Douze exportateurs s’organisent à Moscou
La carte du gaz sur la table
Quarante-huit ans après la création de l’OPEP, douze pays exportateurs de gaz se sont réunis dans la capitale russe pour décider de la création d’une organisation similaire (FPEG) marquant un tournant décisif dans les relations géostratégiques telles que dessinées jusque-là. La carte de l’énergie sera déterminante dans les rapports de force, la rencontre moscovite en constituera le départ.
La Russie, qui s’est chargée depuis le début de coordonner les positions des membres, a réussi le consensus autour de son parrainage en ramenant les douze à accepter la domiciliation de cette nouvelle organisation dans la ville de Saint-Pétersbourg.
D’emblée, le Premier ministre russe, Vladimir Poutine, a donné le ton en déclarant à l’ouverture de la réunion, «l’ère du gaz à bon marché était révolue», portant un coup, à bout portant à une situation de fait dorénavant incertaine. Les invités de Moscou, producteurs et exportateurs de gaz dont l’Algérie, l’Iran, le Venezuela et le Qatar comptabilisant à eux seuls 73% des réserves mondiales et 42% de la production gazière, se réapproprient le leadership du marché mondial de l’énergie en pétrole et gaz quitte à fâcher leurs clients, notamment les Européens qui en absorbent près de 40%. Le gaz russe fournit par le géant Gazprom est, ces derniers temps, perçu comme une menace pour une Europe de plus en plus dépendante de son fournisseur russe à hauteur de 24% et à 11% d’Algérie.
La déclaration de Poutine d’hier a fait mal, bien que rien n’a encore été décidé, sinon la mise en place des structures de fonctionnement. Un des membres, en l’occurrence le Qatar reste conciliant vis-à-vis des consommateurs en écartant pour l’instant la question des prix du prix privilégiant le maintien de la formule d’indexation sur les prix du pétrole.
Mais cet avis est loin d’être partagé par Alger, notamment dont, notre ministre de l’Energie Chakib Khelil qui avait réfuté l’utilité d’une telle organisation qui n’aurait pas les possibilités d’intervenir dans la régulation du marché faute de maîtrise des volumes mis sur le marché et donc, incapacité de contrôler la réalité du coût du gaz pratiqué.
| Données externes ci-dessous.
// tests/integration/input_parsing.rs

use simdag::dag::Precedence;
use simdag::errors::SimdagError;
use simdag::fs::mock::MockFileSystem;
use simdag::input::{load_facts, parse_facts, parse_record, InputSource};
use simdag_test_utils::builders::{record_line, FactsBuilder, SAMPLE_FACTS};

#[test]
fn record_yields_ids_at_fixed_token_positions() {
    let fact = parse_record("Step C must be finished before step A can begin.", 1).unwrap();
    assert_eq!(fact, Precedence::new("C", "A"));
}

#[test]
fn surrounding_words_are_not_checked() {
    let fact = parse_record("Job X1 should be complete before job Y2 may start.", 1).unwrap();
    assert_eq!(fact, Precedence::new("X1", "Y2"));
}

#[test]
fn facts_keep_input_order_and_skip_blank_lines() {
    let text = format!(
        "{}\n\n   \n{}\n",
        record_line("B", "C"),
        record_line("A", "B")
    );

    let facts = parse_facts(&text).unwrap();
    assert_eq!(facts, vec![Precedence::new("B", "C"), Precedence::new("A", "B")]);
}

#[test]
fn builder_text_round_trips_through_parser() {
    let builder = FactsBuilder::from_pairs(SAMPLE_FACTS);
    let facts = parse_facts(&builder.to_input()).unwrap();
    assert_eq!(facts, builder.build());
}

#[test]
fn wrong_token_count_reports_line_number() {
    let text = format!("{}\nStep A must be finished\n", record_line("C", "A"));

    match parse_facts(&text) {
        Err(SimdagError::InputFormat { line, reason }) => {
            assert_eq!(line, 2);
            assert!(reason.contains("expected 10 tokens, found 5"));
        }
        other => panic!("Expected InputFormat error, got: {:?}", other),
    }
}

#[test]
fn too_many_tokens_is_also_malformed() {
    let line = format!("{} extra", record_line("C", "A"));
    assert!(matches!(
        parse_record(&line, 7),
        Err(SimdagError::InputFormat { line: 7, .. })
    ));
}

#[test]
fn load_facts_reads_files_through_the_filesystem() {
    let fs = MockFileSystem::new();
    fs.add_file("facts.txt", FactsBuilder::from_pairs(SAMPLE_FACTS).to_input());

    let facts = load_facts(&InputSource::from_arg("facts.txt"), &fs).unwrap();
    assert_eq!(facts.len(), SAMPLE_FACTS.len());
    assert_eq!(facts[0], Precedence::new("C", "A"));
}

#[test]
fn missing_input_file_is_an_error() {
    let fs = MockFileSystem::new();
    let result = load_facts(&InputSource::from_arg("nope.txt"), &fs);
    assert!(matches!(result, Err(SimdagError::Other(_))));
}

#[test]
fn dash_means_stdin() {
    assert_eq!(InputSource::from_arg("-"), InputSource::Stdin);
    assert_eq!(
        InputSource::from_arg("in.txt"),
        InputSource::File("in.txt".into())
    );
}
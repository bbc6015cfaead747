#![allow(dead_code)]

use simdag::config::{ConfigFile, GraphSection, RawConfigFile, SimulationSection};
use simdag::dag::{Precedence, TaskGraph};
use simdag::types::CyclePolicy;

/// The seven-fact graph used throughout the tests:
///
/// ```text
///   -->A--->B--
///  /    \      \
/// C      -->D----->E
///  \           /
///   ---->F-----
/// ```
pub const SAMPLE_FACTS: &[(&str, &str)] = &[
    ("C", "A"),
    ("C", "F"),
    ("A", "B"),
    ("A", "D"),
    ("B", "E"),
    ("D", "E"),
    ("F", "E"),
];

/// Builder for precedence facts, rendered either as values or as input text.
#[derive(Debug, Clone, Default)]
pub struct FactsBuilder {
    facts: Vec<Precedence>,
}

impl FactsBuilder {
    pub fn new() -> Self {
        Self::default()
    }

    pub fn from_pairs(pairs: &[(&str, &str)]) -> Self {
        pairs
            .iter()
            .fold(Self::new(), |b, (before, after)| b.before(before, after))
    }

    /// `before` must finish before `after` can begin.
    pub fn before(mut self, before: &str, after: &str) -> Self {
        self.facts.push(Precedence::new(before, after));
        self
    }

    pub fn build(self) -> Vec<Precedence> {
        self.facts
    }

    pub fn graph(&self) -> TaskGraph {
        TaskGraph::from_facts(&self.facts)
    }

    /// Input text, one record per line.
    pub fn to_input(&self) -> String {
        self.facts
            .iter()
            .map(|f| record_line(&f.before, &f.after))
            .collect::<Vec<_>>()
            .join("\n")
    }
}

/// One well-formed input record.
pub fn record_line(before: &str, after: &str) -> String {
    format!("Step {before} must be finished before step {after} can begin.")
}

/// Builder for `ConfigFile` to simplify test setup.
pub struct ConfigFileBuilder {
    config: RawConfigFile,
}

impl ConfigFileBuilder {
    pub fn new() -> Self {
        Self {
            config: RawConfigFile {
                simulation: SimulationSection::default(),
                graph: GraphSection::default(),
            },
        }
    }

    pub fn workers(mut self, workers: usize) -> Self {
        self.config.simulation.workers = workers;
        self
    }

    pub fn duration_base(mut self, base: u64) -> Self {
        self.config.simulation.duration_base = base;
        self
    }

    pub fn letter_offset(mut self, offset: u8) -> Self {
        self.config.simulation.letter_offset = offset;
        self
    }

    pub fn stall_bound(mut self, bound: u64) -> Self {
        self.config.simulation.stall_bound = bound;
        self
    }

    pub fn on_cycle(mut self, policy: CyclePolicy) -> Self {
        self.config.graph.on_cycle = policy;
        self
    }

    pub fn raw(self) -> RawConfigFile {
        self.config
    }

    pub fn build(self) -> ConfigFile {
        ConfigFile::try_from(self.config).expect("Failed to build valid config from builder")
    }
}

impl Default for ConfigFileBuilder {
    fn default() -> Self {
        Self::new()
    }
}
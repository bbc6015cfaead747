// src/dag/validate.rs

use petgraph::algo::toposort;
use petgraph::graphmap::DiGraphMap;

use crate::dag::graph::TaskGraph;
use crate::errors::{Result, SimdagError};

/// Check that the graph has no cycles.
///
/// Edge direction matches the precedence facts: for "A before B" there is
/// an edge A -> B. Repeated facts collapse into one edge, which does not
/// change acyclicity.
pub fn ensure_acyclic(graph: &TaskGraph) -> Result<()> {
    let mut dg: DiGraphMap<&str, ()> = DiGraphMap::new();

    for id in graph.tasks() {
        dg.add_node(id);
    }

    for (_, node) in graph.nodes() {
        for &succ in node.successors() {
            dg.add_edge(node.id(), graph.id_of(succ), ());
        }
    }

    // A topological sort will fail if there is a cycle.
    match toposort(&dg, None) {
        Ok(_order) => Ok(()),
        Err(cycle) => Err(SimdagError::DagCycle(format!(
            "cycle detected in task DAG involving task '{}'",
            cycle.node_id()
        ))),
    }
}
La Russie, qui partage cette approche, compte bien le faire admettre en plaidant pour la levée de l’indexation estimant que «les frais de prospection, de production et de transport de gaz augmentent» alors que les prix restent inchangés. Poutine a rappelé par ailleurs une autre réalité, celle imposée par la crise financière qui secoue l’économie mondiale frappée en outre par la récession en mettant en avant l’incapacité des producteurs à satisfaire leurs besoins d’investissement dans le domaine. Il rappellera à ses invités que la Russie investit des dizaines de milliards de dollars dans le secteur énergétique et que sous l’effet de la crise actuelle et pour tous les producteurs de cette énergie, ces investissements «sont devenues une épreuve sérieuse pour le secteur du pétrole et du gaz dans le monde», a tenu à convaincre le chef du gouvernement russe, qui rappellera également que la chute libre des cours du pétrole enregistrée durant les derniers quatre mois de cette année ont été divisés par quatre alors que les frais d’exploitations n’ont pas cessé d’augmenter.
Il faut dire que le discours est insoutenable pour le premier consommateur de gaz des douze, dont notamment l’Europe qui absorbe un quart du gaz fournit par la Russie et y voit un moyen de pression. De bonne guerre, répliquent les douze qui, accusent, en ces temps de crise marqués par la contraction de la demande sur le pétrole et par conséquent la baisse drastique des cours, un manque à gagner en terme de recette mais aussi en termes de perspectives de développement de leurs secteurs énergétiques dont les besoins en financement restent en constante évolution et qui tente depuis des mois de s’entendre sur une stratégie commune en la matière.
«Ce qui a le plus attiré l’attention en Europe, c’est le mot commercialisation, c’est-à-dire le risque de cartel. Jusqu’à présent Gazprom et Sonatrach sont des concurrents sur le marché européen», relève Francis Perrin, rédacteur en chef de la revue spécialisée Pétrole et Gaz arabes. Mais peu de détails ont filtré et rien n’indique pour l’instant que les deux pays fomentent, via leurs entreprises, la création d’une «OPEP du gaz», à rapprocher de l’Organisation des pays exportateurs de pétrole (OPEP), estime l’expert.